What you need to do
Your answer needs to include each line of the records in which the string "development" can be found.

---------- Data listing

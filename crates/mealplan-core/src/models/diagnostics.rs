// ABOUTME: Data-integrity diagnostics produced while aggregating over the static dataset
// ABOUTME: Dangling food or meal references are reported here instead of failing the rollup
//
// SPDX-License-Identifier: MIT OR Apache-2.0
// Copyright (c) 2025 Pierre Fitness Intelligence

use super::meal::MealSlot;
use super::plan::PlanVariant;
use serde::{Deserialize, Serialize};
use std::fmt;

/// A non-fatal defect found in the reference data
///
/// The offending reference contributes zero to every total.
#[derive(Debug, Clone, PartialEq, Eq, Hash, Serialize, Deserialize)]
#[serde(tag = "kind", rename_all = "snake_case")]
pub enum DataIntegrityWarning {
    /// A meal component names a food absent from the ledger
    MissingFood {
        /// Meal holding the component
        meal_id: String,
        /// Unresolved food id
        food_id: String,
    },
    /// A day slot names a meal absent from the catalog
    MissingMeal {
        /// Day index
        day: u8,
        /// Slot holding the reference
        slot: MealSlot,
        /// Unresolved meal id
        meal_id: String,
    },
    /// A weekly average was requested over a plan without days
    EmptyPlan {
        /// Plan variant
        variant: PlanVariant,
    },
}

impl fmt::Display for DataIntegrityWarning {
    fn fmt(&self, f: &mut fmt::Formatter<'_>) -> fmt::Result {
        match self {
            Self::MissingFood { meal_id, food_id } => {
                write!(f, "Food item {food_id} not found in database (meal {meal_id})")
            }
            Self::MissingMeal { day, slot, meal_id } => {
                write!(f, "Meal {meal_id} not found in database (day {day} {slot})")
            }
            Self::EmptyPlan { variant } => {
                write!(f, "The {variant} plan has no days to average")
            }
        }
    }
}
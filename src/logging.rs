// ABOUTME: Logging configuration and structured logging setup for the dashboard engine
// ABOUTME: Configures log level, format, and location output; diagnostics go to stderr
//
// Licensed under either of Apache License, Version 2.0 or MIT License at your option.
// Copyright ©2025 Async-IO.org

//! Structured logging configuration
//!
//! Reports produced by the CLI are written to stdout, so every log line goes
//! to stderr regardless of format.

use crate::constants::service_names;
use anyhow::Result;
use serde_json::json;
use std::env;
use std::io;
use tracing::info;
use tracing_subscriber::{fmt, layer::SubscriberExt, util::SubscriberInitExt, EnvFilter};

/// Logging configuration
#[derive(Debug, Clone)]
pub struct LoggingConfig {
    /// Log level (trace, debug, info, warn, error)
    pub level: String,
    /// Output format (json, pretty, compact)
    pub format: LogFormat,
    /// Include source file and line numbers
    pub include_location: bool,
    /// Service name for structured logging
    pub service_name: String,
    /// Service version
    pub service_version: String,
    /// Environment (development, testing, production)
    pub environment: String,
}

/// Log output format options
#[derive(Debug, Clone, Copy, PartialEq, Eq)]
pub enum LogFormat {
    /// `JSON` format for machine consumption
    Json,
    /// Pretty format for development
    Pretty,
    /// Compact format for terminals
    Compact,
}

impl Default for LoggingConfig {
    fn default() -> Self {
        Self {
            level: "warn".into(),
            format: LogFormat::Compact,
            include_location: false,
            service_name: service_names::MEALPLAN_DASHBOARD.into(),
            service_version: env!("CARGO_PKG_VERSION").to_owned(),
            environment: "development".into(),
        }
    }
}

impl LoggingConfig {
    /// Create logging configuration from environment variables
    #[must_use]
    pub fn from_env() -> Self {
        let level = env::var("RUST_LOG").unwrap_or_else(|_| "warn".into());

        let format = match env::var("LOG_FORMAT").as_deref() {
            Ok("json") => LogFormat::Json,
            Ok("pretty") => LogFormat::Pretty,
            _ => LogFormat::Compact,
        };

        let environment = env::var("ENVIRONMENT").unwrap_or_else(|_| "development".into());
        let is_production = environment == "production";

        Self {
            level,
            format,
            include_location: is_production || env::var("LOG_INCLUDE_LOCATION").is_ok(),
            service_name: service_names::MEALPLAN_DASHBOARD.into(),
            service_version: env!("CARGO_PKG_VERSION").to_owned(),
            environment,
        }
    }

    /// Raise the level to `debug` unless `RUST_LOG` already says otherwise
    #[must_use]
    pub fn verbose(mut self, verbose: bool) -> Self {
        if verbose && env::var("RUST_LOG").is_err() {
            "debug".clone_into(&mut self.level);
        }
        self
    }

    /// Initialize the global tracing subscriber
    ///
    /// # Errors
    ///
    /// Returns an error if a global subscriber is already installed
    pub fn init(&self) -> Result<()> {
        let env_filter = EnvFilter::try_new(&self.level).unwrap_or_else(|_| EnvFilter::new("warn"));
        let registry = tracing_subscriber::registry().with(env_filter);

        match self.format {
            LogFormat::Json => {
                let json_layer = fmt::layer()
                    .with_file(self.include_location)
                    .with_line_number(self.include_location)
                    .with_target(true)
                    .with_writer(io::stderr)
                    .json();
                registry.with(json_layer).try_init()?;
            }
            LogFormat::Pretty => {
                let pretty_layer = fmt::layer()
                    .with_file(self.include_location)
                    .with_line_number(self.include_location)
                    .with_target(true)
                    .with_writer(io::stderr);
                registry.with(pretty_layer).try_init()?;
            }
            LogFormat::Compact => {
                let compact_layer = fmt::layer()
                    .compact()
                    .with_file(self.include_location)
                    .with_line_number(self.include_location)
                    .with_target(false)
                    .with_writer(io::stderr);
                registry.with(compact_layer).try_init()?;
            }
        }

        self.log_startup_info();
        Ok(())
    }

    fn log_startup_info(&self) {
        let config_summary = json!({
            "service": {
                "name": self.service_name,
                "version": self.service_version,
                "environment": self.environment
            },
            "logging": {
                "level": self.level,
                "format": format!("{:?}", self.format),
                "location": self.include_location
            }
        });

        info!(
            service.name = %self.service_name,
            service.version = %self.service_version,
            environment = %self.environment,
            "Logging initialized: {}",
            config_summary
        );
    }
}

--------------------

Problem solution
    /// Environment (development, testing, production)
    /// Pretty format for development
            environment: "development".into(),
        let environment = env::var("ENVIRONMENT").unwrap_or_else(|_| "development".into());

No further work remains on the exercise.